» PROBLEM TO SOLVE
Every line below containing the word "Precondition" should be found and copied.

--

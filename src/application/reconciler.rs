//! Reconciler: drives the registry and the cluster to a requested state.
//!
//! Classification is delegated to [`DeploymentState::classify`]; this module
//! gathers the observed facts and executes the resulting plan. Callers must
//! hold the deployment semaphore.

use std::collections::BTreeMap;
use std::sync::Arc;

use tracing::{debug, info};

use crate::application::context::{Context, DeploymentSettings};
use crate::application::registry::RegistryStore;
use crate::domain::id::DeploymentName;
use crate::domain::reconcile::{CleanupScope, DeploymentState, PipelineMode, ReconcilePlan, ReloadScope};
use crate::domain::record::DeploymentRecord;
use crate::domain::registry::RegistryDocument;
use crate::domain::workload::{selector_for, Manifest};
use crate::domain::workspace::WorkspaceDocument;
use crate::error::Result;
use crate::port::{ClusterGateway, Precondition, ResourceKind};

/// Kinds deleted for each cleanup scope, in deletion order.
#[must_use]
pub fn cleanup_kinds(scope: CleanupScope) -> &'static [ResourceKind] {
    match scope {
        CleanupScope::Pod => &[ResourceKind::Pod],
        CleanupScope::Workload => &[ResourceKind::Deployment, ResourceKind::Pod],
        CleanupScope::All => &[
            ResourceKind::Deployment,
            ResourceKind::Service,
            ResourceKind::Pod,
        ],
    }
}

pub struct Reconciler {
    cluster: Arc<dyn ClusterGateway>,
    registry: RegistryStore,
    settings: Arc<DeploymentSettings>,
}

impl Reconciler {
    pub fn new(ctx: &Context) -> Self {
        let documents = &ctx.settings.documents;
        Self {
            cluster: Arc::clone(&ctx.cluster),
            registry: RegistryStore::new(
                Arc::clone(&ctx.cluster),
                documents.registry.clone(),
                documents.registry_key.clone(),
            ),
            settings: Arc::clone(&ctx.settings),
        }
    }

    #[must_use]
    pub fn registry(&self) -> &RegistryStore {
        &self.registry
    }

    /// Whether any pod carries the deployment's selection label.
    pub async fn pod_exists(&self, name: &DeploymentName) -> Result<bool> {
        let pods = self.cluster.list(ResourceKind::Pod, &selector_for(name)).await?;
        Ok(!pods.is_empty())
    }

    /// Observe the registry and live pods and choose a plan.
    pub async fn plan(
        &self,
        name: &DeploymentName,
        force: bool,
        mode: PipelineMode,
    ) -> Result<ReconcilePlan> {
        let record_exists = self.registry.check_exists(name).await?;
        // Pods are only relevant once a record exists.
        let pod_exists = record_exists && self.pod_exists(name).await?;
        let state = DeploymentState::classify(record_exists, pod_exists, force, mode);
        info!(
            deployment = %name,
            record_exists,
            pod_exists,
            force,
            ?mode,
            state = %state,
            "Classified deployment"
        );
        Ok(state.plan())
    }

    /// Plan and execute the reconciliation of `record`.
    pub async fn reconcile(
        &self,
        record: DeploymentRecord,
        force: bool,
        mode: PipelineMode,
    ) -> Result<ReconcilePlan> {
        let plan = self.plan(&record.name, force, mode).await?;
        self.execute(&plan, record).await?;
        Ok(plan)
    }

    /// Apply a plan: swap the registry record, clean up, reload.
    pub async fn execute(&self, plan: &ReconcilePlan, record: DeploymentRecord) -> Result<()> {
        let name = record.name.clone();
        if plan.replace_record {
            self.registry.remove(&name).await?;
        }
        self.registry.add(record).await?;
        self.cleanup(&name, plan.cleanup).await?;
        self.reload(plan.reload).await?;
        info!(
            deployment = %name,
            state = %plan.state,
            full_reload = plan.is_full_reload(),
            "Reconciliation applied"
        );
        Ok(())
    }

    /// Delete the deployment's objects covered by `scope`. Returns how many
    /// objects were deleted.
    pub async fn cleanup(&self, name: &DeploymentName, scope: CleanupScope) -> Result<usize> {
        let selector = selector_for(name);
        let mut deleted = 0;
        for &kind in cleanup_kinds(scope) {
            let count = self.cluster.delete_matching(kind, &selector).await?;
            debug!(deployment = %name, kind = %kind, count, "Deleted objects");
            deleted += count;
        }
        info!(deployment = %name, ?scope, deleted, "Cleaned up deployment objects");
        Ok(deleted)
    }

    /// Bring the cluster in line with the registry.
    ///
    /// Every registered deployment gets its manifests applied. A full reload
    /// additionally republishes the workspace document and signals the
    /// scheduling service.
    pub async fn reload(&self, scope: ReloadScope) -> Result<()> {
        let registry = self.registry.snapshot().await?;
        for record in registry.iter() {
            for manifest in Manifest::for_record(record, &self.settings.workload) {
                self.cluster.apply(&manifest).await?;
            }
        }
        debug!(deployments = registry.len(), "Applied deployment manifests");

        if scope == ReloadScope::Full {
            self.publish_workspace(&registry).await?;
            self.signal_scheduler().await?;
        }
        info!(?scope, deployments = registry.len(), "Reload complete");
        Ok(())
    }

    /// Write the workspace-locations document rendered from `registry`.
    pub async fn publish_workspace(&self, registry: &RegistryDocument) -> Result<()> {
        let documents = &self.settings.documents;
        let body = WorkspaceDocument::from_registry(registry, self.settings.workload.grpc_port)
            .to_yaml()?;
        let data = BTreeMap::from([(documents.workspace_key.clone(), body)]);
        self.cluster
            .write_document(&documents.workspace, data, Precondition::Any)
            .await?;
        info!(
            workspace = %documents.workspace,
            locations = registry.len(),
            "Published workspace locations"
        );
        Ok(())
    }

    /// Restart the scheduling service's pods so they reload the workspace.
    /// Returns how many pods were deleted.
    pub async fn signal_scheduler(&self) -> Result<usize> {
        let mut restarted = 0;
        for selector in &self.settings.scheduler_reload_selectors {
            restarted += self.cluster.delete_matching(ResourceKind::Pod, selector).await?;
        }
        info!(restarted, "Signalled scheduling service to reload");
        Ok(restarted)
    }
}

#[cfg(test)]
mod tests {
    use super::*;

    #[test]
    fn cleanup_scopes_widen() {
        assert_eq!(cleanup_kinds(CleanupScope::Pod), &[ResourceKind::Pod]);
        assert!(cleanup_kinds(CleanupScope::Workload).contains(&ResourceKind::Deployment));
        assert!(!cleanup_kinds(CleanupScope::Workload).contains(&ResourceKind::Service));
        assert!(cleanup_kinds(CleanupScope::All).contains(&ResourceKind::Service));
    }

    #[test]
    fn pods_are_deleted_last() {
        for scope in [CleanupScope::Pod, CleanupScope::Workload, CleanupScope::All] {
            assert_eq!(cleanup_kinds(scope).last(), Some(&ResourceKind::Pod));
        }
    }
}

--

» REPLY
use crate::port::{ClusterGateway, Precondition, ResourceKind};
            .write_document(&documents.workspace, data, Precondition::Any)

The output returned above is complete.